Saved entries:
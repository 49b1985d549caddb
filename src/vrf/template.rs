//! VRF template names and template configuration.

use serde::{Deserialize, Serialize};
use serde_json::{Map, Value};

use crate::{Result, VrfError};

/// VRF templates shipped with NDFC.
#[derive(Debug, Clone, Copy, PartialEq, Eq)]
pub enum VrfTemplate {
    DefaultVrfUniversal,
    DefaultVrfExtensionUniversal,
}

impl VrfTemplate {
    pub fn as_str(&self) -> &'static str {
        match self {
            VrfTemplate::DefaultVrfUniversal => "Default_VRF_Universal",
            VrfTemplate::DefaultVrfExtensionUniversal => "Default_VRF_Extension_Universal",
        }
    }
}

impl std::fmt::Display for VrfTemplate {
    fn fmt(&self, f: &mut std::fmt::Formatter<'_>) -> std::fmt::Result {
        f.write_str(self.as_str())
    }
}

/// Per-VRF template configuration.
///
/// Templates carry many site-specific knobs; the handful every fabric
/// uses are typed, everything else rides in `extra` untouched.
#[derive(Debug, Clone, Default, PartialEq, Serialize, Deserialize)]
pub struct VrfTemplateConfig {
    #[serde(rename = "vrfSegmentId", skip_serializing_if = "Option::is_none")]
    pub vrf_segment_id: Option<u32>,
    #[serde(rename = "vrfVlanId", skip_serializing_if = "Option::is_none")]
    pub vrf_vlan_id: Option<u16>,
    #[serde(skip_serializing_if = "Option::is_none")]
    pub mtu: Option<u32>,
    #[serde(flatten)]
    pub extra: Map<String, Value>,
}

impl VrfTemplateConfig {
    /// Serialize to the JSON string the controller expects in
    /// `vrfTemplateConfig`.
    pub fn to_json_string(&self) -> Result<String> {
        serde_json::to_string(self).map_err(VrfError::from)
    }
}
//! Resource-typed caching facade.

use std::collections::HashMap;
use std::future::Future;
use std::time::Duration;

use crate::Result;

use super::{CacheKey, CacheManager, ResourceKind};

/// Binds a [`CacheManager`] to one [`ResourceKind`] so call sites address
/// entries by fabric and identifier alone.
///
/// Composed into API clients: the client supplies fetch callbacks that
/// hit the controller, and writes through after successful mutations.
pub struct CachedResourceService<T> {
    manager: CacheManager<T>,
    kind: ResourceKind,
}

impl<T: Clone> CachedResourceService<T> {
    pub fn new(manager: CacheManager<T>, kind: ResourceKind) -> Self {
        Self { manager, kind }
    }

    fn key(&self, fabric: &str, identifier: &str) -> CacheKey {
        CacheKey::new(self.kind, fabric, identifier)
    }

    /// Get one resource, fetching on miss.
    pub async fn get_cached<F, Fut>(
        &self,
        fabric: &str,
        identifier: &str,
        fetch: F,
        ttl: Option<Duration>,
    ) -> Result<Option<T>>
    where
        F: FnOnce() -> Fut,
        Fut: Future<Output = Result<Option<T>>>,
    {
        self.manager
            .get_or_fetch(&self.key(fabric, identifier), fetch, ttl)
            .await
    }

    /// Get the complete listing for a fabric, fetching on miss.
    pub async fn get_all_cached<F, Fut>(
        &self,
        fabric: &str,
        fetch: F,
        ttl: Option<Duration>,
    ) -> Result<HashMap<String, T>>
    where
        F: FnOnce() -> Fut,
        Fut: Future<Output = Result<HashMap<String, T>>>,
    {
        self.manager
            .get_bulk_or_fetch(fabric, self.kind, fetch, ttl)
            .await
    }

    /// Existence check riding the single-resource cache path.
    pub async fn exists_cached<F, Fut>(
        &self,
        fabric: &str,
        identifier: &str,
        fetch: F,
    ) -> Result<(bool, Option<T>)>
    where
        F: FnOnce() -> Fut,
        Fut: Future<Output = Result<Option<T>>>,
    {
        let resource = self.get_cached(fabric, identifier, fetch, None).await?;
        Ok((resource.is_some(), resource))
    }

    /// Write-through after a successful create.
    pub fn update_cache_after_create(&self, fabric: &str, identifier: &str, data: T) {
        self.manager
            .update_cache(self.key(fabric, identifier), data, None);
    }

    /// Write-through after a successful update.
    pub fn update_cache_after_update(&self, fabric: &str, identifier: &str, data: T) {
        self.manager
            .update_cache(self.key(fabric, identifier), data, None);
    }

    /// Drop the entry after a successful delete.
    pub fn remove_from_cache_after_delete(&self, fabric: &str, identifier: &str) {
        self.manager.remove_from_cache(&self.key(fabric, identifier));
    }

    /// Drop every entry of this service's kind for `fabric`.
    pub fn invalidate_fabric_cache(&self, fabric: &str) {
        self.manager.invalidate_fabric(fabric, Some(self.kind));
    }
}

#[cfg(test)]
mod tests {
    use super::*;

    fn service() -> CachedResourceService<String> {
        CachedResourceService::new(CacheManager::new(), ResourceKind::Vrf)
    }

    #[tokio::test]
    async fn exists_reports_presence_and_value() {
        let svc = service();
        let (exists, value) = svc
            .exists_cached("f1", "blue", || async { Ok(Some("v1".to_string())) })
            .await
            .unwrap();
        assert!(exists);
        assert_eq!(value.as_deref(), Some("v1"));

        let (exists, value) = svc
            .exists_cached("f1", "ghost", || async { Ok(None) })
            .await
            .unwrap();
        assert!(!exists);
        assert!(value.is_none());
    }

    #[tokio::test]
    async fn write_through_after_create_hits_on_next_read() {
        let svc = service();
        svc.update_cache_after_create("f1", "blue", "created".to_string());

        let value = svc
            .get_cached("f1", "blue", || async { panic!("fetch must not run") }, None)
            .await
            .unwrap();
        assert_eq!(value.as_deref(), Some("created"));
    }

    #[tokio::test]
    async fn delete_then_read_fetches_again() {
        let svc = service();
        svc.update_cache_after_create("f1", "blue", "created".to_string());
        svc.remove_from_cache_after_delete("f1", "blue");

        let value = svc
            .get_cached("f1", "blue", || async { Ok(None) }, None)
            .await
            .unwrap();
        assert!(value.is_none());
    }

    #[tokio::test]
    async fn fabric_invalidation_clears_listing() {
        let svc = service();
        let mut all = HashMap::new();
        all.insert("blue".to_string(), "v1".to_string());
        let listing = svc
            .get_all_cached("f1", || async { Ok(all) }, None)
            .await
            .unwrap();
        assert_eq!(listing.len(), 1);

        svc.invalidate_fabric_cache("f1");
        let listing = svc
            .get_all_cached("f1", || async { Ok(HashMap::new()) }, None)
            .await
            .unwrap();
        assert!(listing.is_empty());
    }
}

Assigned task:
Where the word "crate" occurs in a line of the entries above, count that line, and reply with the total only.

Task solution:
2